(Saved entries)
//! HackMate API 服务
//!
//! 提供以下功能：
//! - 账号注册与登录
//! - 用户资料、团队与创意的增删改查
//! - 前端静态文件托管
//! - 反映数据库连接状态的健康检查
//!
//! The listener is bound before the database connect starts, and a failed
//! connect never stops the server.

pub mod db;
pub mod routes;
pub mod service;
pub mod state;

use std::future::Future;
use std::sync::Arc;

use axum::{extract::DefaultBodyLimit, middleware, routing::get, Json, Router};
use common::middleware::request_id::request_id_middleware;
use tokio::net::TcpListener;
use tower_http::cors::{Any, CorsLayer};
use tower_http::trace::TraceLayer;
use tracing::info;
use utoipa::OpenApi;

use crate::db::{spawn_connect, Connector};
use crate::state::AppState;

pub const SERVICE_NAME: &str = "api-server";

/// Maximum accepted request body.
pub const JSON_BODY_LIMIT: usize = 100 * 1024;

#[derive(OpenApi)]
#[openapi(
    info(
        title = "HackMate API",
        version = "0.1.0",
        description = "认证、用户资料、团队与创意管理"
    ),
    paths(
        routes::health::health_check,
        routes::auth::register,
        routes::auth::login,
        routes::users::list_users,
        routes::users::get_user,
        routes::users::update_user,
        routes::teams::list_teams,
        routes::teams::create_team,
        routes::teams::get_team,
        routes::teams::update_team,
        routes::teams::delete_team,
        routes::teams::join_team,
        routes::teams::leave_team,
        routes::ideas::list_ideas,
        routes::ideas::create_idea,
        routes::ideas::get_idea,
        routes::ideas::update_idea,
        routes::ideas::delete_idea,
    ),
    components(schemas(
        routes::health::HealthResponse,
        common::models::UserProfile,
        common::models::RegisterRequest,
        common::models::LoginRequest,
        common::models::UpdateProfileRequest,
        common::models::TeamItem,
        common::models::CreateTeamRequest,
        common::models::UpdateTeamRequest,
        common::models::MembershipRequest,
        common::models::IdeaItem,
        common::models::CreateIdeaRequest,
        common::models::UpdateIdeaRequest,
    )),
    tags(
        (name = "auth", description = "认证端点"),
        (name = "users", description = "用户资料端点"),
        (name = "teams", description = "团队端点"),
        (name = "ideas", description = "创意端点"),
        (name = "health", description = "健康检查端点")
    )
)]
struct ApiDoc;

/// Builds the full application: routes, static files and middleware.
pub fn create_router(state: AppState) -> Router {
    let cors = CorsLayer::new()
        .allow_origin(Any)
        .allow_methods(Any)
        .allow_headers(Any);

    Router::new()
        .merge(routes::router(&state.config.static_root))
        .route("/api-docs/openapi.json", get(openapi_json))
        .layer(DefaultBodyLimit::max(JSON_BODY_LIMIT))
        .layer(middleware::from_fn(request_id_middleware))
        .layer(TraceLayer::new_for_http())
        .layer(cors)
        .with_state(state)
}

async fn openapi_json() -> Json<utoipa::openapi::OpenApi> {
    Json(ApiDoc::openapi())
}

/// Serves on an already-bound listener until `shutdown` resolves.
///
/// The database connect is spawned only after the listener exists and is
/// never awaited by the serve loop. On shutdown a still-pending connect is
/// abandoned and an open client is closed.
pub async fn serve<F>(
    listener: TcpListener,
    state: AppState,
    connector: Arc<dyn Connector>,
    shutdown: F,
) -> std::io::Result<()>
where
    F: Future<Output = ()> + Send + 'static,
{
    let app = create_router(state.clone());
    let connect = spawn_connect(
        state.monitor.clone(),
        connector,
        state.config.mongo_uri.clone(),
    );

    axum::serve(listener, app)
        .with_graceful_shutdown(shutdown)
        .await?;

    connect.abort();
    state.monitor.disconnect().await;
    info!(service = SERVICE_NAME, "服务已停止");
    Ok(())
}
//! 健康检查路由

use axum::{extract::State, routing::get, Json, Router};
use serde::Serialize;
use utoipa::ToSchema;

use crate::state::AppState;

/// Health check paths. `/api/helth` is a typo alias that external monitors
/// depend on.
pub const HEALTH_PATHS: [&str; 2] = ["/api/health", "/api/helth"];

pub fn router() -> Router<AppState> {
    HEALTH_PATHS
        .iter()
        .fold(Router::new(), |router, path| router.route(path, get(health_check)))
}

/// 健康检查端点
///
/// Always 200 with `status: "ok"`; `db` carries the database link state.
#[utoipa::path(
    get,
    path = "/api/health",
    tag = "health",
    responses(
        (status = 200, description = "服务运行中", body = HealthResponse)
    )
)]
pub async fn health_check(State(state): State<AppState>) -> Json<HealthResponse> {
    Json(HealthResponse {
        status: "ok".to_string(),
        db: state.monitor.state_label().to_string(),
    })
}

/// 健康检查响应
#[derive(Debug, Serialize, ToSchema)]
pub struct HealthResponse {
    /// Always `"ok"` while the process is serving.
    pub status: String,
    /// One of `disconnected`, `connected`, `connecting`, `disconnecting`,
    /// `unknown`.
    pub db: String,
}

*Directions for this task:*
Above are some records. Copy each of their lines that holds the string "DefaultBodyLimit".

*Solution for this exercise:*
use axum::{extract::DefaultBodyLimit, middleware, routing::get, Json, Router};
        .layer(DefaultBodyLimit::max(JSON_BODY_LIMIT))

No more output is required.